The layoffs, announced Saturday, bring Twitter’s workforce down to under 2,000 – a sharp fall from the 7,500 employed when the billionaire first took over.
On Sunday, Musk Tweeted: ‘Hope you have a good Sunday. First day of the rest of your life.’
Saturday’s cuts targeted product managers, data scientists and engineers and include product manager and Musk devotee Esther Crawford who led the launch of paid subscription service Twitter Blue.
Crawford famously backed Musk’s ‘extremely hardcore’ Twitter 2.0 culture when he first took over, and was pictured on the office floor in a sleeping bag with a sleeping mask in November 2022.
Twitter user Richard Heart responded to Musk’s post, saying: ‘Except for those where today is their last.’
The layoffs impacted the largest number of people at the company since half the company was laid off in November last year.

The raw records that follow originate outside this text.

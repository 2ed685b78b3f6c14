// src/cvs/routes.rs

use axum::{
    routing::{get, post},
    Router,
};

use crate::cvs::handlers::{records, upload};

/// All CV pipeline routes; state is attached via Extension in main
pub fn cvs_routes() -> Router {
    Router::new()
        .route(
            "/api/cvs",
            post(upload::upload_cv).get(records::list_processed_cvs),
        )
        .route("/api/cvs/:id", get(records::get_processed_cv))
        .route("/api/internal/cvs", get(records::list_internal_cvs))
        .route(
            "/api/internal/cvs/:id",
            get(records::get_internal_cv).put(records::update_internal_cv),
        )
        .route("/api/health", get(records::health_check))
}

Employees discovered they were set to lose their jobs after they found themselves unable to log in to their emails and work computers.
Musk told employees during a meeting in late November that no more plans for staff reductions were being made.
But staff suspected another wave of cuts was coming this month after they suddenly lost access to their Slack channel last week.
On Saturday night, some found they had been logged out of their emails and laptops.
The latest cuts primarily hit product managers including Crawford, as well as data scientists and engineers who worked on machine learning and site reliability, according to the New York Times.
Staff took to an anonymous platform for verified workers to detail the cuts as they unfolded at the weekend.
‘People receive email at 2am on Saturday and access cut immediately. This will go down as one of the most extreme layoff in entire corporate history,’ read a post on Blind.
The poster claimed layoffs hit the project management department the hardest and were spread across human relations, sales and marketing, engineering and finance.
Crawford, who before joining Twitter founded a small screen-sharing and video chat app called Squad, which Twitter acquired in 2020, was among those laid off.
Haraldur Thorleifsson, who created the design studio Ueno, which the company bought in 2021, was also removed from his position at Twitter.
Martijn de Kuijper, a senior project manager, said he found out about lay off after being locked out of his email account.
The dismissal of much of the product team has led some to speculate that Musk is preparing to bring in entirely new teams.